*** Opening Supplied data ***

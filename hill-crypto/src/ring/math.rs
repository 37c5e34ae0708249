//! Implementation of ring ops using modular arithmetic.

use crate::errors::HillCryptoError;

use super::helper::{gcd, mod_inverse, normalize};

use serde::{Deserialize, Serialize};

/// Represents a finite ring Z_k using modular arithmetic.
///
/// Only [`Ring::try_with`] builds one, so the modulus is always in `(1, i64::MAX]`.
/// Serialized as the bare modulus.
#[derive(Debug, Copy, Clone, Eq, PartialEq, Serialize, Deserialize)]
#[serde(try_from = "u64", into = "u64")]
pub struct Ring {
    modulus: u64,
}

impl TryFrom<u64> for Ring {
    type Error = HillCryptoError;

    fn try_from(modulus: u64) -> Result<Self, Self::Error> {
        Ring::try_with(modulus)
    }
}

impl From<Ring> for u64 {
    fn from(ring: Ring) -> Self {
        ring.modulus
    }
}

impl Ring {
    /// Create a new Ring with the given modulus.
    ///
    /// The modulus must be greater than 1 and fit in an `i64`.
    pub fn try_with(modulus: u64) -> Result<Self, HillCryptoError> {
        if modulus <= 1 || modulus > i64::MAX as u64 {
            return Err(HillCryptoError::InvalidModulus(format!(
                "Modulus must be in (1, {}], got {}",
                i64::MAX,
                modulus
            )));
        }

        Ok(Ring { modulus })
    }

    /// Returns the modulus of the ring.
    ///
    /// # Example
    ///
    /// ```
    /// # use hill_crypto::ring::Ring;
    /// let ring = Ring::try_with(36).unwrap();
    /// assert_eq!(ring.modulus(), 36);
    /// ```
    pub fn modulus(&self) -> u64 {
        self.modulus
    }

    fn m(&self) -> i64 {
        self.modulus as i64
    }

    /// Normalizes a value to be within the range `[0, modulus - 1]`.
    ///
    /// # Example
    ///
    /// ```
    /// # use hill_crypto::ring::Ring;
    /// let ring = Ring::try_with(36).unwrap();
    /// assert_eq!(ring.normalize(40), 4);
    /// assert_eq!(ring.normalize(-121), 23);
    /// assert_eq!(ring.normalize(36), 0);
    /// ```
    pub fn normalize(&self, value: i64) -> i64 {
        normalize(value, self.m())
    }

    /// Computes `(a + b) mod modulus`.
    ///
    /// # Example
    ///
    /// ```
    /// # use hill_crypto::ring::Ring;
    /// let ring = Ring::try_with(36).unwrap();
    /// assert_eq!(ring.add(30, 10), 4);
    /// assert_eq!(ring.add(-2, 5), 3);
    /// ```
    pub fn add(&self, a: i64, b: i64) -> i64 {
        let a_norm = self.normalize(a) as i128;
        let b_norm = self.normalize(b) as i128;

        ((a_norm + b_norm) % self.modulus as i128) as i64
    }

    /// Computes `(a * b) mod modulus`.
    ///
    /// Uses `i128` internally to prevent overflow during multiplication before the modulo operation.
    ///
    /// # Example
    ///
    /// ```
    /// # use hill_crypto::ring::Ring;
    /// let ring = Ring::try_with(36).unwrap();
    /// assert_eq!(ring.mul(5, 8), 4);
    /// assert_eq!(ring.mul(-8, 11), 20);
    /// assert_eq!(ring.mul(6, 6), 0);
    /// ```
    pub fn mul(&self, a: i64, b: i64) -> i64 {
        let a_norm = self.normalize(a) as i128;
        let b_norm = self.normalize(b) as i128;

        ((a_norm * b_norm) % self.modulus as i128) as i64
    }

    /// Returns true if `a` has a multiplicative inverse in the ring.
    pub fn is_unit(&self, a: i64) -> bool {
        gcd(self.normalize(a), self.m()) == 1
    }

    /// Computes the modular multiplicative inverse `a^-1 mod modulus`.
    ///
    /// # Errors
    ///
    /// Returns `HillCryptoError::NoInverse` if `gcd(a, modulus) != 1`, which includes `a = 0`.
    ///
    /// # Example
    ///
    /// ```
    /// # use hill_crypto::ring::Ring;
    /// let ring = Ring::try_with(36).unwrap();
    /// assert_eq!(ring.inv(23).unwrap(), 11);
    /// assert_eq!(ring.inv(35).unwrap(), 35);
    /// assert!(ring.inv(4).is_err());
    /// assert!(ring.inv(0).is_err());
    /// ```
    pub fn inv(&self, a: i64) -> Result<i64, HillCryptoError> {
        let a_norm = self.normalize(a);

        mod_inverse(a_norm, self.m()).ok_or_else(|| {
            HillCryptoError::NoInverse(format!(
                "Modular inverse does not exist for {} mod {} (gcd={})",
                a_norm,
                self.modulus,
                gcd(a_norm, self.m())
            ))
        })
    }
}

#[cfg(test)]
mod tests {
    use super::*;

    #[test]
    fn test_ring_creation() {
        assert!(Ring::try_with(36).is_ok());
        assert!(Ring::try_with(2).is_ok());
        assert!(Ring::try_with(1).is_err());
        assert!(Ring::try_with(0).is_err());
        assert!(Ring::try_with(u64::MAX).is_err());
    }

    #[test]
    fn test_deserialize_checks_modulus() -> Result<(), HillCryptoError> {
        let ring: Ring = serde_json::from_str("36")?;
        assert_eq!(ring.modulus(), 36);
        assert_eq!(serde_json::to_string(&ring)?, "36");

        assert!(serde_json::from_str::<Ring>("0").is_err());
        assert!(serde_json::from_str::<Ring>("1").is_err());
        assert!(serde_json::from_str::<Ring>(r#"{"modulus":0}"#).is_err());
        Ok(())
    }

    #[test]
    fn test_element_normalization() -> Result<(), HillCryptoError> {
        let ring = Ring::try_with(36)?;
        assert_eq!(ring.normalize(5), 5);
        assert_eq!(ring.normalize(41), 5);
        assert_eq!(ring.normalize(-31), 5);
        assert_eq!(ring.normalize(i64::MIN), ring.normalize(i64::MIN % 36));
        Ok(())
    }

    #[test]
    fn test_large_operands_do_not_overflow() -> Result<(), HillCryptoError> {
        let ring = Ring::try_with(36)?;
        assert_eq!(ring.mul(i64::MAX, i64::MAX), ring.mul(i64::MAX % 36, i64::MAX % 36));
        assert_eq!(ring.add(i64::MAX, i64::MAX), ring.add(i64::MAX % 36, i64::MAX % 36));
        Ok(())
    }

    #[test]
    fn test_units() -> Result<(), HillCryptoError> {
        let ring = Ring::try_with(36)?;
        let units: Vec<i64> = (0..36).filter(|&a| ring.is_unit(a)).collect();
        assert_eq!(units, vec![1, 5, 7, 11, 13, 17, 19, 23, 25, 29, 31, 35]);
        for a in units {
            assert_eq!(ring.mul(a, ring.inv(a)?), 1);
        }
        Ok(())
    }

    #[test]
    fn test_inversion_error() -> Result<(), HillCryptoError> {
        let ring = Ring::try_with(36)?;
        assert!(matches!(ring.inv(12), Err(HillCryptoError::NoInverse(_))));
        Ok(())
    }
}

*** Closing Supplied data ***

**Action item**:
Return all entries exactly.

**Solution to this task**:
filename hill-crypto/src/ring/math.rs
repository 37c5e34ae0708249
//! Implementation of ring ops using modular arithmetic.

use crate::errors::HillCryptoError;

use super::helper::{gcd, mod_inverse, normalize};

use serde::{Deserialize, Serialize};

/// Represents a finite ring Z_k using modular arithmetic.
///
/// Only [`Ring::try_with`] builds one, so the modulus is always in `(1, i64::MAX]`.
/// Serialized as the bare modulus.
#[derive(Debug, Copy, Clone, Eq, PartialEq, Serialize, Deserialize)]
#[serde(try_from = "u64", into = "u64")]
pub struct Ring {
    modulus: u64,
}

impl TryFrom<u64> for Ring {
    type Error = HillCryptoError;

    fn try_from(modulus: u64) -> Result<Self, Self::Error> {
        Ring::try_with(modulus)
    }
}

impl From<Ring> for u64 {
    fn from(ring: Ring) -> Self {
        ring.modulus
    }
}

impl Ring {
    /// Create a new Ring with the given modulus.
    ///
    /// The modulus must be greater than 1 and fit in an `i64`.
    pub fn try_with(modulus: u64) -> Result<Self, HillCryptoError> {
        if modulus <= 1 || modulus > i64::MAX as u64 {
            return Err(HillCryptoError::InvalidModulus(format!(
                "Modulus must be in (1, {}], got {}",
                i64::MAX,
                modulus
            )));
        }

        Ok(Ring { modulus })
    }

    /// Returns the modulus of the ring.
    ///
    /// # Example
    ///
    /// ```
    /// # use hill_crypto::ring::Ring;
    /// let ring = Ring::try_with(36).unwrap();
    /// assert_eq!(ring.modulus(), 36);
    /// ```
    pub fn modulus(&self) -> u64 {
        self.modulus
    }

    fn m(&self) -> i64 {
        self.modulus as i64
    }

    /// Normalizes a value to be within the range `[0, modulus - 1]`.
    ///
    /// # Example
    ///
    /// ```
    /// # use hill_crypto::ring::Ring;
    /// let ring = Ring::try_with(36).unwrap();
    /// assert_eq!(ring.normalize(40), 4);
    /// assert_eq!(ring.normalize(-121), 23);
    /// assert_eq!(ring.normalize(36), 0);
    /// ```
    pub fn normalize(&self, value: i64) -> i64 {
        normalize(value, self.m())
    }

    /// Computes `(a + b) mod modulus`.
    ///
    /// # Example
    ///
    /// ```
    /// # use hill_crypto::ring::Ring;
    /// let ring = Ring::try_with(36).unwrap();
    /// assert_eq!(ring.add(30, 10), 4);
    /// assert_eq!(ring.add(-2, 5), 3);
    /// ```
    pub fn add(&self, a: i64, b: i64) -> i64 {
        let a_norm = self.normalize(a) as i128;
        let b_norm = self.normalize(b) as i128;

        ((a_norm + b_norm) % self.modulus as i128) as i64
    }

    /// Computes `(a * b) mod modulus`.
    ///
    /// Uses `i128` internally to prevent overflow during multiplication before the modulo operation.
    ///
    /// # Example
    ///
    /// ```
    /// # use hill_crypto::ring::Ring;
    /// let ring = Ring::try_with(36).unwrap();
    /// assert_eq!(ring.mul(5, 8), 4);
    /// assert_eq!(ring.mul(-8, 11), 20);
    /// assert_eq!(ring.mul(6, 6), 0);
    /// ```
    pub fn mul(&self, a: i64, b: i64) -> i64 {
        let a_norm = self.normalize(a) as i128;
        let b_norm = self.normalize(b) as i128;

        ((a_norm * b_norm) % self.modulus as i128) as i64
    }

    /// Returns true if `a` has a multiplicative inverse in the ring.
    pub fn is_unit(&self, a: i64) -> bool {
        gcd(self.normalize(a), self.m()) == 1
    }

    /// Computes the modular multiplicative inverse `a^-1 mod modulus`.
    ///
    /// # Errors
    ///
    /// Returns `HillCryptoError::NoInverse` if `gcd(a, modulus) != 1`, which includes `a = 0`.
    ///
    /// # Example
    ///
    /// ```
    /// # use hill_crypto::ring::Ring;
    /// let ring = Ring::try_with(36).unwrap();
    /// assert_eq!(ring.inv(23).unwrap(), 11);
    /// assert_eq!(ring.inv(35).unwrap(), 35);
    /// assert!(ring.inv(4).is_err());
    /// assert!(ring.inv(0).is_err());
    /// ```
    pub fn inv(&self, a: i64) -> Result<i64, HillCryptoError> {
        let a_norm = self.normalize(a);

        mod_inverse(a_norm, self.m()).ok_or_else(|| {
            HillCryptoError::NoInverse(format!(
                "Modular inverse does not exist for {} mod {} (gcd={})",
                a_norm,
                self.modulus,
                gcd(a_norm, self.m())
            ))
        })
    }
}

#[cfg(test)]
mod tests {
    use super::*;

    #[test]
    fn test_ring_creation() {
        assert!(Ring::try_with(36).is_ok());
        assert!(Ring::try_with(2).is_ok());
        assert!(Ring::try_with(1).is_err());
        assert!(Ring::try_with(0).is_err());
        assert!(Ring::try_with(u64::MAX).is_err());
    }

    #[test]
    fn test_deserialize_checks_modulus() -> Result<(), HillCryptoError> {
        let ring: Ring = serde_json::from_str("36")?;
        assert_eq!(ring.modulus(), 36);
        assert_eq!(serde_json::to_string(&ring)?, "36");

        assert!(serde_json::from_str::<Ring>("0").is_err());
        assert!(serde_json::from_str::<Ring>("1").is_err());
        assert!(serde_json::from_str::<Ring>(r#"{"modulus":0}"#).is_err());
        Ok(())
    }

    #[test]
    fn test_element_normalization() -> Result<(), HillCryptoError> {
        let ring = Ring::try_with(36)?;
        assert_eq!(ring.normalize(5), 5);
        assert_eq!(ring.normalize(41), 5);
        assert_eq!(ring.normalize(-31), 5);
        assert_eq!(ring.normalize(i64::MIN), ring.normalize(i64::MIN % 36));
        Ok(())
    }

    #[test]
    fn test_large_operands_do_not_overflow() -> Result<(), HillCryptoError> {
        let ring = Ring::try_with(36)?;
        assert_eq!(ring.mul(i64::MAX, i64::MAX), ring.mul(i64::MAX % 36, i64::MAX % 36));
        assert_eq!(ring.add(i64::MAX, i64::MAX), ring.add(i64::MAX % 36, i64::MAX % 36));
        Ok(())
    }

    #[test]
    fn test_units() -> Result<(), HillCryptoError> {
        let ring = Ring::try_with(36)?;
        let units: Vec<i64> = (0..36).filter(|&a| ring.is_unit(a)).collect();
        assert_eq!(units, vec![1, 5, 7, 11, 13, 17, 19, 23, 25, 29, 31, 35]);
        for a in units {
            assert_eq!(ring.mul(a, ring.inv(a)?), 1);
        }
        Ok(())
    }

    #[test]
    fn test_inversion_error() -> Result<(), HillCryptoError> {
        let ring = Ring::try_with(36)?;
        assert!(matches!(ring.inv(12), Err(HillCryptoError::NoInverse(_))));
        Ok(())
    }
}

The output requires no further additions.